When I was a little girl, I woke on Valentine’s Day mornings to a paper and doily heart by my bed with “Follow Me” printed on the back. I climbed out of bed to a room criss-crossed and webbed with string—one end of which was attached to the heart—and delightedly follow it around the house, peeking into cupboards and closets and under sofa cushions. Sometimes the spot where the string crept was empty—but somewhere, I would find a surprise or two. Not anything big, but maybe a cute pair of socks or a new book—little reminders that I was loved. And at the end, a big, beautiful, handmade valentine from Mommy and Daddy.
When my little sister came along, the tradition continued. We still keep it to some extent today. I don’t know exactly how “the string game” came to be—we think my grandmother invented it when my mom and her brother were little. But I can’t remember a Valentine’s Day without that beguiling web of string, and the handmade cards and love that go along with it.
Perhaps because of that, I was a bit taken aback when I discovered the cynicism some friends my age now hold toward this holiday. But when I think about what lies behind it, I understand a little better. No doubt due to my childhood memories, I have sometimes nearly forgotten the romantic heart (no pun intended!) of this day, though in recent years my sister and I have tried to focus more on providing something special for our parents, giving them a gift for a getaway or turning our living room into a candlelit suite.
But for those who, like me, lack a “Valentine” of their own, the romance and hearts and happy facebook posts from wedded or “relationshiped” friends can be a painful reminder of one’s single state. And I don’t have to pretend to understand how hard this can be; I know.
YLCF, a place that has lifted my heart so many times when struggling with continued singleness, has a wonderful article up right now. If you’re feeling lonely, read it; I think you’ll be blessed and comforted.
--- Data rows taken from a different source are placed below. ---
use geohash_type::{
    precision::{MAX_BITS, MAX_CHARS, MIN_BITS},
    util::low_mask,
    GeoHash, GeoHashType,
};
use proptest::prelude::*;

/// Regex matching one geohash character, lowercase.
pub const HASH_CHAR: &str = "[0-9b-hjkmnp-z]";

/// arbitrary precision in bits, for use with proptest
pub fn arb_bits() -> impl Strategy<Value = i64> { (MIN_BITS as i64)..=(MAX_BITS as i64) }

/// arbitrary GeoHashType for use with proptest
pub fn arb_type() -> impl Strategy<Value = GeoHashType> {
    arb_bits().prop_map(|b| GeoHashType::from_bits(b).unwrap())
}

/// arbitrary pair of types, the first at least as precise as the second
pub fn arb_narrowing() -> impl Strategy<Value = (GeoHashType, GeoHashType)> {
    arb_bits().prop_flat_map(|from| {
        (1..=from).prop_map(move |to| {
            (
                GeoHashType::from_bits(from).unwrap(),
                GeoHashType::from_bits(to).unwrap(),
            )
        })
    })
}

/// arbitrary hash string of `min..=max` characters
pub fn arb_hash(min: usize, max: usize) -> impl Strategy<Value = String> {
    proptest::string::string_regex(&format!("{}{{{},{}}}", HASH_CHAR, min, max)).unwrap()
}

/// arbitrary hash string that is long enough to fill `ty`, possibly longer
pub fn arb_hash_for(ty: GeoHashType) -> impl Strategy<Value = String> {
    let needed = (ty.bits() as usize + 4) / 5;
    arb_hash(needed, MAX_CHARS as usize + 4)
}

/// arbitrary type together with a hash string that fills it
pub fn arb_typed_hash() -> impl Strategy<Value = (GeoHashType, String)> {
    arb_type().prop_flat_map(|ty| (Just(ty), arb_hash_for(ty)))
}

/// arbitrary bit literal body of `min..=max` digits
pub fn arb_bit_literal(min: usize, max: usize) -> impl Strategy<Value = String> {
    proptest::string::string_regex(&format!("[01]{{{},{}}}", min, max)).unwrap()
}

/// arbitrary non-NULL value of type `ty`
pub fn arb_value(ty: GeoHashType) -> impl Strategy<Value = GeoHash> {
    any::<u64>()
        .prop_map(move |u| GeoHash::from_code(ty.width(), u & low_mask(ty.bits())))
        .prop_filter("NULL pattern", |v| !v.is_null())
}

/// arbitrary type with a non-NULL value of it
pub fn arb_typed_value() -> impl Strategy<Value = (GeoHashType, GeoHash)> {
    arb_type().prop_flat_map(|ty| (Just(ty), arb_value(ty)))
}
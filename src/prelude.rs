pub use crate::{
    alphabet::{decode_bit, decode_char, encode_bit, encode_char},
    cast::{cast, downcast, CastSource},
    compare::{compare, equals, not_equals},
    encoding::{decode_to_text, encode_scratch, encode_strict, get_slot, put_slot},
    errors::{ErrorKind, GeoHashError, Grammar},
    ingest::{encode_lenient, ingest_field, ingest_row, Column, ColumnType, FieldValue},
    literal::{parse_type_literal, TypeLiteral},
    precision::{chars_to_bits, null_sentinel, resolve_container, GeoHashType, Width},
    random::{random_typed, random_value},
    value::{GeoHash, TypedGeoHash},
};
pub use std::{convert::TryFrom, str::FromStr};
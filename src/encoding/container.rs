use crate::{precision::Width, value::GeoHash};
use num_traits::{PrimInt, Signed};

/// A signed integer that can back a geohash column.
///
/// The codec is written once against this trait; the four implementations
/// only differ in how a raw code is truncated into, or zero-extended out of,
/// the container.
pub trait Container: PrimInt + Signed {
    /// The container class this integer implements.
    const WIDTH: Width;

    /// Truncates `code` into the container.
    fn from_code(code: u64) -> Self;

    /// Zero-extends the container's bit pattern.
    fn to_code(self) -> u64;

    /// Tags the raw value with its width.
    fn into_geohash(self) -> GeoHash;

    /// The reserved NULL pattern, the container's minimum value.
    #[inline]
    fn null() -> Self { Self::min_value() }

    #[inline]
    fn is_null(self) -> bool { self == Self::min_value() }
}

macro_rules! container {
    ($t:ty, $u:ty, $width:expr, $ctor:expr) => {
        #[allow(trivial_numeric_casts)]
        impl Container for $t {
            const WIDTH: Width = $width;

            #[inline]
            fn from_code(code: u64) -> $t { code as $u as $t }

            #[inline]
            fn to_code(self) -> u64 { self as $u as u64 }

            #[inline]
            fn into_geohash(self) -> GeoHash { $ctor(self) }
        }
    };
}

container!(i8, u8, Width::Byte, GeoHash::Byte);
container!(i16, u16, Width::Short, GeoHash::Short);
container!(i32, u32, Width::Int, GeoHash::Int);
container!(i64, u64, Width::Long, GeoHash::Long);

/// Packs `code` into container `C`. `None` packs NULL.
#[inline]
pub fn pack<C: Container>(code: Option<u64>) -> GeoHash {
    match code {
        Some(code) => C::from_code(code).into_geohash(),
        None => C::null().into_geohash(),
    }
}

/// Packs `code` into the container named by `width`.
#[inline]
pub fn pack_width(width: Width, code: Option<u64>) -> GeoHash {
    match width {
        Width::Byte => pack::<i8>(code),
        Width::Short => pack::<i16>(code),
        Width::Int => pack::<i32>(code),
        Width::Long => pack::<i64>(code),
    }
}

/// Reads the code out of a raw container value, `None` for NULL.
#[inline]
pub fn unpack<C: Container>(raw: C) -> Option<u64> {
    if raw.is_null() {
        None
    } else {
        Some(raw.to_code())
    }
}
/// Mask covering the low `bits` bits of a `u64`.
///
/// # Arguments
///
/// * `bits: u8` - Number of low bits to keep, at most 64.
///
/// # Example
///
/// ```
/// use geohash_type::util::low_mask;
///
/// assert_eq!(low_mask(0), 0);
/// assert_eq!(low_mask(5), 0b1_1111);
/// assert_eq!(low_mask(64), u64::max_value());
/// ```
pub fn low_mask(bits: u8) -> u64 {
    debug_assert!(bits <= 64);
    if bits >= 64 {
        u64::max_value()
    } else {
        (1u64 << bits) - 1
    }
}

/// Number of whole base-32 characters needed to cover `bits` bits.
pub fn chars_for_bits(bits: u8) -> usize { (bits as usize + 4) / 5 }

#[macro_export]
/// Helper macro to make implementing `From` easier.
macro_rules! from_fn {
    ($to:ty, $from:ty, $fn:expr) => {
        impl From<$from> for $to {
            fn from(f: $from) -> $to { $fn(f) }
        }
    };
}
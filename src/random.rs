//! # Random geohash values
//!
//! Backs `rnd_geohash(bits)`. The caller owns the random source.

use crate::{
    errors::Result,
    precision::GeoHashType,
    util::low_mask,
    value::GeoHash,
};
use rand::RngCore;

/// A uniformly distributed value of `bits` bits of precision.
///
/// # Example
///
/// ```
/// use geohash_type::prelude::*;
/// use rand::{rngs::StdRng, SeedableRng};
///
/// let rng = &mut StdRng::seed_from_u64(7);
///
/// let v = random_value(20, rng).unwrap();
/// assert_eq!(v.width(), Width::Int);
///
/// assert_eq!(
///     random_value(61, rng).unwrap_err().to_string(),
///     "precision must be in [1..60] range"
/// );
/// ```
pub fn random_value<R: RngCore + ?Sized>(bits: i64, rng: &mut R) -> Result<GeoHash> {
    let ty = GeoHashType::from_bits(bits)?;
    Ok(random_typed(ty, rng))
}

/// A uniformly distributed value of type `ty`.
pub fn random_typed<R: RngCore + ?Sized>(ty: GeoHashType, rng: &mut R) -> GeoHash {
    GeoHash::from_code(ty.width(), rng.next_u64() & low_mask(ty.bits()))
}
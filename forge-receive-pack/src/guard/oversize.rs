//! Detection of blobs above the repository's file size limit.

use std::path::{Path, PathBuf};
use std::sync::Arc;

use crate::git::{GitReader, ObjectInfo, ObjectKind, ReadParams};
use crate::Error;

/// Hides the `info/alternates` file of an object directory for as long as it lives.
///
/// Git follows alternates even with `GIT_ALTERNATE_OBJECT_DIRECTORIES` unset, so a listing of a
/// quarantine directory would include the whole repository unless the file is out of the way.
/// The file is put back on drop, including during unwinding.
#[derive(Debug)]
pub struct AlternatesExclusion {
    original: PathBuf,
    parked: PathBuf,
    active: bool,
}

impl AlternatesExclusion {
    /// Move `<object_dir>/info/alternates` aside, returning `None` if there is no such file.
    pub fn engage(object_dir: &Path) -> Result<Option<Self>, Error> {
        let original = object_dir.join("info").join("alternates");
        let parked = object_dir
            .join("info")
            .join(format!("alternates.excluded-{}", uuid::Uuid::new_v4().simple()));
        match std::fs::rename(&original, &parked) {
            Ok(()) => Ok(Some(AlternatesExclusion {
                original,
                parked,
                active: true,
            })),
            Err(err) if err.kind() == std::io::ErrorKind::NotFound => Ok(None),
            Err(err) => Err(err.into()),
        }
    }

    /// Put the file back, reporting failure instead of only logging it.
    pub fn restore(mut self) -> Result<(), Error> {
        self.active = false;
        std::fs::rename(&self.parked, &self.original)?;
        Ok(())
    }
}

impl Drop for AlternatesExclusion {
    fn drop(&mut self) {
        if self.active {
            if let Err(err) = std::fs::rename(&self.parked, &self.original) {
                tracing::error!(path = %self.original.display(), error = %err, "failed to restore alternates");
            }
        }
    }
}

/// Lists the blobs a push adds that exceed a size limit.
#[derive(Clone)]
pub struct OversizeGuard {
    git: Arc<dyn GitReader>,
}

impl OversizeGuard {
    pub fn new(git: Arc<dyn GitReader>) -> Self {
        OversizeGuard { git }
    }

    /// Blobs stored in the quarantine directories that are larger than `limit` bytes.
    ///
    /// A `limit` of zero or less disables the check.
    pub async fn find(&self, params: &ReadParams, quarantine_dirs: &[PathBuf], limit: i64) -> Result<Vec<ObjectInfo>, Error> {
        if limit <= 0 {
            return Ok(Vec::new());
        }
        let mut oversize = Vec::new();
        for dir in quarantine_dirs {
            let exclusion = AlternatesExclusion::engage(dir)?;
            let listed = self.git.list_objects(params, dir).await;
            if let Some(exclusion) = exclusion {
                exclusion.restore()?;
            }
            oversize.extend(
                listed?
                    .into_iter()
                    .filter(|o| o.kind == ObjectKind::Blob && o.size > limit as u64),
            );
        }
        Ok(oversize)
    }
}

impl std::fmt::Debug for OversizeGuard {
    fn fmt(&self, f: &mut std::fmt::Formatter<'_>) -> std::fmt::Result {
        f.debug_struct("OversizeGuard").finish_non_exhaustive()
    }
}
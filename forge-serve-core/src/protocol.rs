//! Protocol version negotiation through the `Git-Protocol` header (HTTP) or `GIT_PROTOCOL` (SSH).

use crate::service::Error;

/// Supported Git protocol versions.
#[derive(Debug, Default, Clone, Copy, PartialEq, Eq, PartialOrd, Ord)]
#[cfg_attr(feature = "serde", derive(serde::Serialize, serde::Deserialize))]
pub enum ProtocolVersion {
    /// v0 smart protocol
    #[default]
    V0,
    /// v1 smart protocol
    V1,
    /// v2 command-based protocol
    V2,
}

/// A validated `Git-Protocol` value which is safe to hand to git as `GIT_PROTOCOL`.
#[derive(Debug, Clone, PartialEq, Eq)]
pub struct GitProtocol {
    raw: String,
    version: ProtocolVersion,
}

impl GitProtocol {
    /// Parse the colon separated `key[=value]` list sent by the client.
    ///
    /// Unknown keys are kept so git can decide about them, but anything that could smuggle
    /// additional environment or arguments into the child is refused.
    pub fn parse(value: &str) -> Result<Self, Error> {
        let mut version = ProtocolVersion::V0;
        for param in value.split(':').filter(|p| !p.is_empty()) {
            let (key, val) = match param.split_once('=') {
                Some((k, v)) => (k, Some(v)),
                None => (param, None),
            };
            let key_ok = !key.is_empty()
                && key
                    .bytes()
                    .all(|b| b.is_ascii_alphanumeric() || matches!(b, b'-' | b'_' | b'.'));
            let val_ok = val.map_or(true, |v| v.bytes().all(|b| b.is_ascii_graphic()));
            if !key_ok || !val_ok {
                return Err(Error::InvalidProtocol(value.to_owned()));
            }
            if key == "version" {
                version = match val {
                    Some("1") => ProtocolVersion::V1,
                    Some("2") => ProtocolVersion::V2,
                    _ => ProtocolVersion::V0,
                };
            }
        }
        Ok(GitProtocol {
            raw: value.to_owned(),
            version,
        })
    }

    /// The requested protocol version, v0 if none was requested.
    pub fn version(&self) -> ProtocolVersion {
        self.version
    }

    /// The value to export as `GIT_PROTOCOL`.
    pub fn as_env_value(&self) -> &str {
        &self.raw
    }
}
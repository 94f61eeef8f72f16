//! Append-only event stream backends.

use std::path::{Path, PathBuf};
use std::sync::{Mutex, MutexGuard, PoisonError};

use async_trait::async_trait;
use tokio::io::AsyncWriteExt;
use tokio::sync::watch;

use super::Record;
use crate::Error;

/// An append-only sequence of records, addressed by 0-based offset.
#[async_trait]
pub trait EventStream: Send + Sync {
    /// Append `record` durably and return its offset.
    async fn append(&self, record: Record) -> Result<u64, Error>;

    /// Up to `max` records starting at `offset`.
    async fn read_from(&self, offset: u64, max: usize) -> Result<Vec<(u64, Record)>, Error>;

    /// The number of records, updated on every append.
    fn head(&self) -> watch::Receiver<u64>;
}

fn lock<T>(m: &Mutex<T>) -> MutexGuard<'_, T> {
    m.lock().unwrap_or_else(PoisonError::into_inner)
}

fn slice(records: &[Record], offset: u64, max: usize) -> Vec<(u64, Record)> {
    records
        .iter()
        .enumerate()
        .skip(offset as usize)
        .take(max)
        .map(|(idx, r)| (idx as u64, r.clone()))
        .collect()
}

/// Keeps records in memory only.
#[derive(Debug)]
pub struct MemoryStream {
    records: Mutex<Vec<Record>>,
    head: watch::Sender<u64>,
}

impl Default for MemoryStream {
    fn default() -> Self {
        MemoryStream {
            records: Mutex::default(),
            head: watch::channel(0).0,
        }
    }
}

impl MemoryStream {
    pub fn new() -> Self {
        Self::default()
    }

    /// A copy of all records, for inspection.
    pub fn records(&self) -> Vec<Record> {
        lock(&self.records).clone()
    }
}

#[async_trait]
impl EventStream for MemoryStream {
    async fn append(&self, record: Record) -> Result<u64, Error> {
        let mut records = lock(&self.records);
        records.push(record);
        let len = records.len() as u64;
        self.head.send_replace(len);
        Ok(len - 1)
    }

    async fn read_from(&self, offset: u64, max: usize) -> Result<Vec<(u64, Record)>, Error> {
        Ok(slice(&lock(&self.records), offset, max))
    }

    fn head(&self) -> watch::Receiver<u64> {
        self.head.subscribe()
    }
}

/// Records as JSON lines in a file, synced to disk before an append returns.
///
/// The file is read back on open, so offsets survive restarts. A torn last line, left by a
/// crash in the middle of an append, is dropped. A failed append is cut off the file again so a
/// retry starts on a fresh line.
#[derive(Debug)]
pub struct FileStream {
    path: PathBuf,
    file: tokio::sync::Mutex<Appender>,
    records: Mutex<Vec<Record>>,
    head: watch::Sender<u64>,
}

impl FileStream {
    pub async fn open(path: impl Into<PathBuf>) -> Result<Self, Error> {
        let path = path.into();
        let (records, torn) = match tokio::fs::read_to_string(&path).await {
            Ok(text) => parse_lines(&path, &text)?,
            Err(err) if err.kind() == std::io::ErrorKind::NotFound => (Vec::new(), false),
            Err(err) => return Err(err.into()),
        };
        let file = if torn {
            rewrite(&path, &records).await?
        } else {
            tokio::fs::OpenOptions::new()
                .create(true)
                .append(true)
                .open(&path)
                .await?
        };
        let committed = file.metadata().await?.len();
        tracing::debug!(path = %path.display(), records = records.len(), "event stream opened");
        let head = watch::channel(records.len() as u64).0;
        Ok(FileStream {
            path,
            file: tokio::sync::Mutex::new(Appender { file, committed }),
            records: Mutex::new(records),
            head,
        })
    }

    pub fn path(&self) -> &Path {
        &self.path
    }
}

/// The open file and the length of its fully written records.
#[derive(Debug)]
struct Appender {
    file: tokio::fs::File,
    committed: u64,
}

impl Appender {
    async fn append(&mut self, line: &[u8]) -> Result<(), Error> {
        let len = self.file.metadata().await?.len();
        if len != self.committed {
            tracing::warn!(len, committed = self.committed, "cutting leftovers of a failed event append");
            self.file.set_len(self.committed).await?;
        }
        let written = async {
            self.file.write_all(line).await?;
            self.file.sync_data().await
        }
        .await;
        if let Err(err) = written {
            if let Err(cut) = self.file.set_len(self.committed).await {
                tracing::warn!(error = %cut, "failed event append left bytes behind");
            }
            return Err(err.into());
        }
        self.committed += line.len() as u64;
        Ok(())
    }
}

fn line_of(record: &Record) -> Result<Vec<u8>, Error> {
    let mut line = serde_json::to_vec(record).map_err(|e| Error::Bug(format!("unserializable event record: {e}")))?;
    line.push(b'\n');
    Ok(line)
}

/// The intact records of `text` and whether a torn last line was dropped.
fn parse_lines(path: &Path, text: &str) -> Result<(Vec<Record>, bool), Error> {
    let lines: Vec<&str> = text.split_inclusive('\n').collect();
    let mut records = Vec::with_capacity(lines.len());
    for (idx, line) in lines.iter().enumerate() {
        let is_last = idx + 1 == lines.len();
        let complete = line.ends_with('\n');
        match serde_json::from_str::<Record>(line.trim_end_matches('\n')) {
            Ok(record) if complete => records.push(record),
            Err(err) if !is_last => {
                return Err(Error::Store(format!(
                    "corrupt event record at {}:{}: {err}",
                    path.display(),
                    idx + 1
                )))
            }
            _ => {
                tracing::warn!(path = %path.display(), line = idx + 1, "dropping torn event record");
                return Ok((records, true));
            }
        }
    }
    Ok((records, false))
}

async fn rewrite(path: &Path, records: &[Record]) -> Result<tokio::fs::File, Error> {
    let mut buf = Vec::new();
    for record in records {
        buf.extend(line_of(record)?);
    }
    let tmp = path.with_extension("rewrite");
    tokio::fs::write(&tmp, &buf).await?;
    tokio::fs::rename(&tmp, path).await?;
    Ok(tokio::fs::OpenOptions::new().append(true).open(path).await?)
}

#[async_trait]
impl EventStream for FileStream {
    async fn append(&self, record: Record) -> Result<u64, Error> {
        let line = line_of(&record)?;
        self.file.lock().await.append(&line).await?;
        let offset = {
            let mut records = lock(&self.records);
            records.push(record);
            records.len() as u64
        };
        self.head.send_replace(offset);
        Ok(offset - 1)
    }

    async fn read_from(&self, offset: u64, max: usize) -> Result<Vec<(u64, Record)>, Error> {
        Ok(slice(&lock(&self.records), offset, max))
    }

    fn head(&self) -> watch::Receiver<u64> {
        self.head.subscribe()
    }
}
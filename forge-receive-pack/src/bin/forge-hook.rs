//! The program behind the `pre-receive`, `update` and `post-receive` hook shims.
//!
//! It forwards what `receive-pack` hands to the hook to the server that spawned it and
//! relays the answer: messages go to stderr, a rejection becomes exit code 1.

use std::io::{Read, Write};
use std::process::ExitCode;

use clap::{Parser, Subcommand};
use forge_receive_pack::hooks::client::HookClient;
use forge_receive_pack::hooks::env::HookContext;
use forge_receive_pack::hooks::{HookKind, HookOutput};
use forge_receive_pack::refs::RefUpdate;
use forge_receive_pack::Error;

#[derive(Debug, Parser)]
#[command(name = "forge-hook", about = "Relay git server hooks to the forge", version)]
struct Args {
    #[command(subcommand)]
    hook: Hook,
}

#[derive(Debug, Subcommand)]
enum Hook {
    /// Reads `<old> <new> <ref>` lines from stdin.
    PreReceive,
    Update {
        #[arg(value_name = "REF")]
        ref_name: String,
        old: String,
        new: String,
    },
    /// Reads `<old> <new> <ref>` lines from stdin.
    PostReceive,
}

fn main() -> ExitCode {
    forge_receive_pack::trace::init_hook();
    let args = Args::parse();
    match run(args.hook) {
        Ok(out) => {
            let rejected = out.is_rejected();
            report(&out);
            if rejected {
                ExitCode::FAILURE
            } else {
                ExitCode::SUCCESS
            }
        }
        Err(err) => {
            tracing::debug!(error = ?err, "hook failed");
            eprintln!("Error: {err}");
            ExitCode::FAILURE
        }
    }
}

fn run(hook: Hook) -> Result<HookOutput, Error> {
    let Some(ctx) = HookContext::from_process_env()? else {
        tracing::debug!("hook callback is not configured");
        return Ok(HookOutput::default());
    };
    let (kind, updates) = match hook {
        Hook::PreReceive => (HookKind::PreReceive, read_updates()?),
        Hook::PostReceive => (HookKind::PostReceive, read_updates()?),
        Hook::Update { ref_name, old, new } => (
            HookKind::Update,
            vec![RefUpdate::parse_line(&format!("{old} {new} {ref_name}"))?],
        ),
    };
    HookClient::from_context(&ctx).call(kind, &ctx.input(updates))
}

fn read_updates() -> Result<Vec<RefUpdate>, Error> {
    let mut text = String::new();
    std::io::stdin().read_to_string(&mut text)?;
    RefUpdate::parse_lines(&text)
}

fn report(out: &HookOutput) {
    let mut stderr = std::io::stderr().lock();
    for line in &out.messages {
        let _ = writeln!(stderr, "{line}");
    }
    if let Some(error) = &out.error {
        let _ = writeln!(stderr, "Error: {error}");
    }
}
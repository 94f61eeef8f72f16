//! Ref update commands as reported by `receive-pack` to its hooks.
//!
//! Hooks receive lines of the form `"<old-oid> <new-oid> <refname>"` on stdin.
//! A zero `old` means the ref is created, a zero `new` means it is deleted.
//! Both being zero is invalid.

use gix_hash::ObjectId;
use serde::{Deserialize, Serialize};

use crate::Error;

/// Prefix of branch refs.
pub const BRANCH_PREFIX: &str = "refs/heads/";
/// Prefix of tag refs.
pub const TAG_PREFIX: &str = "refs/tags/";
/// Prefix of server-managed pull request refs.
pub const PULLREQ_PREFIX: &str = "refs/pullreq/";

/// The category of a ref, derived from its prefix.
#[derive(Debug, Clone, Copy, PartialEq, Eq, Hash)]
pub enum RefType {
    /// `refs/heads/*`
    Branch,
    /// `refs/tags/*`
    Tag,
    /// Everything else, including `refs/pullreq/*`.
    Other,
}

impl RefType {
    /// Classify `name` by prefix.
    pub fn of(name: &str) -> Self {
        if name.starts_with(BRANCH_PREFIX) {
            RefType::Branch
        } else if name.starts_with(TAG_PREFIX) {
            RefType::Tag
        } else {
            RefType::Other
        }
    }
}

/// A single `(ref, old, new)` tuple.
#[derive(Debug, Clone, PartialEq, Eq, Serialize, Deserialize)]
pub struct RefUpdate {
    /// The full ref name, like `refs/heads/main`.
    #[serde(rename = "ref")]
    pub name: String,
    /// The tip before the push, null for creations.
    #[serde(with = "hex_oid")]
    pub old: ObjectId,
    /// The tip after the push, null for deletions.
    #[serde(with = "hex_oid")]
    pub new: ObjectId,
}

impl RefUpdate {
    /// Create a validated update, rejecting the case of both ids being null.
    pub fn new(name: impl Into<String>, old: ObjectId, new: ObjectId) -> Result<Self, Error> {
        let update = Self {
            name: name.into(),
            old,
            new,
        };
        update.validate()?;
        Ok(update)
    }

    /// Parse one hook stdin line `"<old> <new> <ref>"`.
    pub fn parse_line(line: &str) -> Result<Self, Error> {
        let line = line.trim_end_matches(['\r', '\n']);
        let mut parts = line.splitn(3, ' ');
        let (Some(old), Some(new), Some(name)) = (parts.next(), parts.next(), parts.next()) else {
            return Err(Error::InvalidRefUpdate(format!("expected '<old> <new> <ref>', got {line:?}")));
        };
        let old = parse_oid(old)?;
        let new = parse_oid(new)?;
        if name.is_empty() {
            return Err(Error::InvalidRefUpdate("empty ref name".into()));
        }
        Self::new(name, old, new)
    }

    /// Parse all non-empty lines of a hook's stdin.
    pub fn parse_lines(text: &str) -> Result<Vec<Self>, Error> {
        text.lines()
            .filter(|l| !l.trim().is_empty())
            .map(Self::parse_line)
            .collect()
    }

    /// Format as a hook stdin line, without trailing newline.
    pub fn to_line(&self) -> String {
        format!("{} {} {}", self.old, self.new, self.name)
    }

    /// Fail with [`Error::InvalidRefUpdate`] if both ids are null.
    pub fn validate(&self) -> Result<(), Error> {
        if self.old.is_null() && self.new.is_null() {
            return Err(Error::InvalidRefUpdate(format!(
                "{}: old and new are both the zero id",
                self.name
            )));
        }
        Ok(())
    }

    /// The category of the ref.
    pub fn ref_type(&self) -> RefType {
        RefType::of(&self.name)
    }

    /// True if the ref did not exist before the push.
    pub fn is_create(&self) -> bool {
        self.old.is_null()
    }

    /// True if the ref is removed by the push.
    pub fn is_delete(&self) -> bool {
        self.new.is_null()
    }

    /// The short branch name, if this is a branch ref.
    pub fn branch_name(&self) -> Option<&str> {
        self.name.strip_prefix(BRANCH_PREFIX)
    }
}

/// The null id in the hash kind used by repositories of this forge.
pub fn null_id() -> ObjectId {
    ObjectId::null(gix_hash::Kind::Sha1)
}

fn parse_oid(hex: &str) -> Result<ObjectId, Error> {
    ObjectId::from_hex(hex.as_bytes()).map_err(|e| Error::InvalidRefUpdate(format!("invalid object id {hex:?}: {e}")))
}

pub(crate) mod hex_oid {
    use gix_hash::ObjectId;
    use serde::{Deserialize, Deserializer, Serializer};

    pub fn serialize<S: Serializer>(id: &ObjectId, s: S) -> Result<S::Ok, S::Error> {
        s.collect_str(id)
    }

    pub fn deserialize<'de, D: Deserializer<'de>>(d: D) -> Result<ObjectId, D::Error> {
        let hex = String::deserialize(d)?;
        ObjectId::from_hex(hex.as_bytes()).map_err(serde::de::Error::custom)
    }
}

#[cfg(test)]
mod tests {
    use super::*;
    use pretty_assertions::assert_eq;

    const A: &str = "1111111111111111111111111111111111111111";
    const Z: &str = "0000000000000000000000000000000000000000";

    #[test]
    fn parse_create_update_delete() {
        let text = format!("{Z} {A} refs/heads/main\n{A} {Z} refs/tags/v1\n");
        let updates = RefUpdate::parse_lines(&text).unwrap();
        assert_eq!(updates.len(), 2);
        assert!(updates[0].is_create());
        assert_eq!(updates[0].branch_name(), Some("main"));
        assert!(updates[1].is_delete());
        assert_eq!(updates[1].ref_type(), RefType::Tag);
        assert_eq!(updates[1].to_line(), format!("{A} {Z} refs/tags/v1"));
    }

    #[test]
    fn both_zero_is_rejected() {
        let err = RefUpdate::parse_line(&format!("{Z} {Z} refs/heads/main")).unwrap_err();
        assert!(matches!(err, Error::InvalidRefUpdate(_)));
    }

    #[test]
    fn malformed_lines_are_rejected() {
        assert!(RefUpdate::parse_line("garbage").is_err());
        assert!(RefUpdate::parse_line(&format!("{A} nothex refs/heads/x")).is_err());
    }

    #[test]
    fn ref_types_by_prefix() {
        assert_eq!(RefType::of("refs/heads/a/b"), RefType::Branch);
        assert_eq!(RefType::of("refs/tags/v1"), RefType::Tag);
        assert_eq!(RefType::of("refs/pullreq/1/head"), RefType::Other);
        assert_eq!(RefType::of("refs/notes/commits"), RefType::Other);
    }

    #[test]
    fn json_uses_hex_ids_and_ref_key() {
        let u = RefUpdate::parse_line(&format!("{Z} {A} refs/heads/main")).unwrap();
        let json = serde_json::to_value(&u).unwrap();
        assert_eq!(json, serde_json::json!({"ref": "refs/heads/main", "old": Z, "new": A}));
        let back: RefUpdate = serde_json::from_value(json).unwrap();
        assert_eq!(back, u);
    }
}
And Valentine’s Day is still a lovely reminder to love—whether being patient with my grandma while I give her a bath, or fixing dinner for my family, or exchanging those carefully cut and pasted paper hearts—and also that we are loved. Jesus, who loves us, His bride, with an everlasting love, will never leave us or forsake us. And He is the only One who can truly satisfy our deepest heart’s desires anyway.
May you be wrapped in His loving arms today. Happy St. Valentine’s!